Work order
Once the line containing "prefix: &str) ->" is found in the entries below, restate it and each following line word for word, stopping after the line containing "None => decl.default.clone().unwrap_or_else(||".
Exercise material below:
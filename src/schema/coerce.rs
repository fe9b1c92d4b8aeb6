use crate::error::{Result, WeaveError};
use crate::schema::types::{EnumDecl, FieldType, Primitive, Scalar, Schema};
use crate::schema::value::{ConfigObject, Typed};
use toml::{Table, Value};

/// Strings that convert to `true` for boolean fields.
pub const BOOL_TRUE_VALUES: [&str; 6] = ["true", "1", "yes", "y", "on", "t"];

/// Build a [`ConfigObject`] for `schema` from a parsed table.
///
/// Every declared field is converted first; a key in `table` that the schema
/// does not declare fails afterwards with [`WeaveError::UnknownField`].
pub fn coerce_table(schema: &Schema, table: &Table, prefix: &str) -> Result<ConfigObject> {
	let mut fields = Vec::with_capacity(schema.fields().len());

	for decl in schema.fields() {
		let path = child_path(prefix, &decl.name);
		let value = match table.get(&decl.name) {
			Some(value) => coerce_value(&decl.ty, value, &path)?,
			None => decl.default.clone().unwrap_or_else(|| decl.ty.zero_value()),
		};
		fields.push((decl.name.clone(), value));
	}

	if let Some(unknown) = table.keys().find(|key| schema.field(key).is_none()) {
		return Err(WeaveError::UnknownField {
			field: child_path(prefix, unknown),
		});
	}

	Ok(ConfigObject::new(schema.name().to_string(), fields))
}

/// Convert one raw value to the declared type. `path` names it in errors.
pub fn coerce_value(ty: &FieldType, value: &Value, path: &str) -> Result<Typed> {
	match ty {
		FieldType::Primitive(Primitive::Str) => Ok(Typed::Str(render_string(value))),
		FieldType::Primitive(Primitive::Int) => to_int(value, path).map(Typed::Int),
		FieldType::Primitive(Primitive::Float) => to_float(value, path).map(Typed::Float),
		FieldType::Primitive(Primitive::Bool) => Ok(Typed::Bool(to_bool(value))),
		FieldType::Primitive(Primitive::Any) => Ok(Typed::Raw(value.clone())),
		FieldType::Primitive(Primitive::None) => Ok(Typed::None),
		FieldType::Optional(inner) => coerce_value(inner, value, path),
		FieldType::Union(members) => coerce_union(members, value, path),
		FieldType::Literal(allowed) => coerce_literal(ty, allowed, value, path),
		FieldType::Enum(decl) => coerce_enum(decl, value, path),
		FieldType::List(item) => {
			coerce_items(item.as_deref(), expect_array(value, ty, path)?, path).map(Typed::List)
		}
		FieldType::Set(item) => {
			let items = coerce_items(item.as_deref(), expect_array(value, ty, path)?, path)?;
			let mut unique = Vec::with_capacity(items.len());
			for item in items {
				if !unique.contains(&item) {
					unique.push(item);
				}
			}
			Ok(Typed::Set(unique))
		}
		FieldType::Tuple(types) => {
			let items = expect_array(value, ty, path)?;
			let converted = items
				.iter()
				.enumerate()
				.map(|(idx, item)| match types {
					None => Ok(Typed::Str(render_string(item))),
					Some(types) => match types.get(idx) {
						Some(ty) => coerce_value(ty, item, &index_path(path, idx)),
						None => Ok(Typed::Raw(item.clone())),
					},
				})
				.collect::<Result<Vec<_>>>()?;
			Ok(Typed::Tuple(converted))
		}
		FieldType::Map(inner) => {
			let Value::Table(table) = value else {
				return Err(type_mismatch(&ty.describe(), value, path));
			};
			table
				.iter()
				.map(|(key, item)| {
					let converted = match inner {
						None => Typed::Raw(item.clone()),
						Some(ty) => coerce_value(ty, item, &child_path(path, key))?,
					};
					Ok((key.clone(), converted))
				})
				.collect::<Result<_>>()
				.map(Typed::Map)
		}
		FieldType::Nested(schema) => match value {
			Value::Table(table) => coerce_table(schema, table, path).map(Typed::Object),
			_ => Ok(Typed::Object(schema.empty_object())),
		},
	}
}

fn coerce_union(members: &[FieldType], value: &Value, path: &str) -> Result<Typed> {
	let mut last_error = None;

	for member in members.iter().filter(|m| !m.is_none()) {
		match coerce_value(member, value, path) {
			Ok(converted) => return Ok(converted),
			Err(e) => last_error = Some(e),
		}
	}

	match last_error {
		Some(e) => Err(e),
		None => Ok(Typed::Raw(value.clone())),
	}
}

fn coerce_literal(ty: &FieldType, allowed: &[Scalar], value: &Value, path: &str) -> Result<Typed> {
	let Some(sample) = allowed.first() else {
		return Ok(Typed::Raw(value.clone()));
	};

	let converted = match sample {
		Scalar::Bool(_) => Some(Scalar::Bool(to_bool(value))),
		Scalar::Int(_) => to_int(value, path).ok().map(Scalar::Int),
		Scalar::Float(_) => to_float(value, path).ok().map(Scalar::Float),
		Scalar::Str(_) => Some(Scalar::Str(render_string(value))),
	};

	let matched = converted
		.and_then(|c| allowed.iter().find(|a| a.loose_eq(&c)))
		.or_else(|| match value {
			Value::String(s) => allowed.iter().find(|a| a.to_string() == *s),
			_ => None,
		});

	match matched {
		Some(scalar) => Ok(Typed::from(scalar.clone())),
		None => Err(WeaveError::conversion(
			path,
			format!("Value {} not in allowed {}", repr(value), ty.describe()),
		)),
	}
}

fn coerce_enum(decl: &EnumDecl, value: &Value, path: &str) -> Result<Typed> {
	let members = decl.members();

	let found = match value {
		Value::String(s) => {
			let upper = s.to_uppercase();
			members
				.iter()
				.find(|(name, _)| name == s)
				.or_else(|| members.iter().find(|(name, _)| *name == upper))
				.or_else(|| members.iter().find(|(_, v)| v.to_string() == *s))
		}
		other => scalar_of(other).and_then(|scalar| members.iter().find(|(_, v)| v.loose_eq(&scalar))),
	};

	match found {
		Some((name, member_value)) => Ok(decl.value_of(name, member_value)),
		None => Err(WeaveError::conversion(
			path,
			format!("{} is not a valid {}", repr(value), decl.name()),
		)),
	}
}

fn coerce_items(item: Option<&FieldType>, items: &[Value], path: &str) -> Result<Vec<Typed>> {
	items
		.iter()
		.enumerate()
		.map(|(idx, value)| match item {
			None => Ok(Typed::Str(render_string(value))),
			Some(ty) => coerce_value(ty, value, &index_path(path, idx)),
		})
		.collect()
}

fn expect_array<'a>(value: &'a Value, ty: &FieldType, path: &str) -> Result<&'a [Value]> {
	match value {
		Value::Array(items) => Ok(items),
		other => Err(type_mismatch(&ty.describe(), other, path)),
	}
}

fn type_mismatch(expected: &str, value: &Value, path: &str) -> WeaveError {
	WeaveError::conversion(path, format!("Expected {expected}, got {}", value.type_str()))
}

/// Truthiness of a raw value. Strings count as true only for the
/// recognized truthy spellings.
pub fn to_bool(value: &Value) -> bool {
	match value {
		Value::Boolean(b) => *b,
		Value::String(s) => BOOL_TRUE_VALUES.contains(&s.to_lowercase().as_str()),
		Value::Integer(i) => *i != 0,
		Value::Float(f) => *f != 0.0,
		Value::Array(items) => !items.is_empty(),
		Value::Table(table) => !table.is_empty(),
		Value::Datetime(_) => true,
	}
}

fn to_int(value: &Value, path: &str) -> Result<i64> {
	match value {
		Value::Integer(i) => Ok(*i),
		Value::Boolean(b) => Ok(i64::from(*b)),
		Value::Float(f) => {
			let truncated = f.trunc();
			if f.is_finite() && truncated >= i64::MIN as f64 && truncated < i64::MAX as f64 {
				Ok(truncated as i64)
			} else {
				Err(WeaveError::conversion(
					path,
					format!("Cannot convert {} to int", render_float(*f)),
				))
			}
		}
		Value::String(s) => s.trim().parse::<i64>().map_err(|_| {
			WeaveError::conversion(path, format!("Cannot convert {} to int", repr(value)))
		}),
		other => Err(type_mismatch("int", other, path)),
	}
}

fn to_float(value: &Value, path: &str) -> Result<f64> {
	match value {
		Value::Float(f) => Ok(*f),
		Value::Integer(i) => Ok(*i as f64),
		Value::Boolean(b) => Ok(if *b { 1.0 } else { 0.0 }),
		Value::String(s) => s.trim().parse::<f64>().map_err(|_| {
			WeaveError::conversion(path, format!("Cannot convert {} to float", repr(value)))
		}),
		other => Err(type_mismatch("float", other, path)),
	}
}

/// The string form of a raw value. Containers render as compact JSON.
pub fn render_string(value: &Value) -> String {
	match value {
		Value::String(s) => s.clone(),
		Value::Integer(i) => i.to_string(),
		Value::Float(f) => render_float(*f),
		Value::Boolean(b) => b.to_string(),
		Value::Datetime(dt) => dt.to_string(),
		Value::Array(_) | Value::Table(_) => crate::config::value_to_json(value).to_string(),
	}
}

/// Floats always keep a fractional part: `8.0`, not `8`.
pub(crate) fn render_float(f: f64) -> String {
	if f.is_nan() {
		"nan".to_string()
	} else if f.is_infinite() {
		let sign = if f > 0.0 { "" } else { "-" };
		format!("{sign}inf")
	} else if f.fract() == 0.0 && f.abs() < 1e16 {
		format!("{f:.1}")
	} else {
		f.to_string()
	}
}

fn scalar_of(value: &Value) -> Option<Scalar> {
	match value {
		Value::Boolean(b) => Some(Scalar::Bool(*b)),
		Value::Integer(i) => Some(Scalar::Int(*i)),
		Value::Float(f) => Some(Scalar::Float(*f)),
		Value::String(s) => Some(Scalar::Str(s.clone())),
		_ => None,
	}
}

fn repr(value: &Value) -> String {
	match value {
		Value::String(s) => format!("'{s}'"),
		other => render_string(other),
	}
}

fn child_path(prefix: &str, name: &str) -> String {
	if prefix.is_empty() {
		name.to_string()
	} else {
		format!("{prefix}.{name}")
	}
}

fn index_path(path: &str, idx: usize) -> String {
	format!("{path}[{idx}]")
}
End of Exercise material.
Output of the task
pub fn coerce_table(schema: &Schema, table: &Table, prefix: &str) -> Result<ConfigObject> {
	let mut fields = Vec::with_capacity(schema.fields().len());

	for decl in schema.fields() {
		let path = child_path(prefix, &decl.name);
		let value = match table.get(&decl.name) {
			Some(value) => coerce_value(&decl.ty, value, &path)?,
			None => decl.default.clone().unwrap_or_else(|| decl.ty.zero_value()),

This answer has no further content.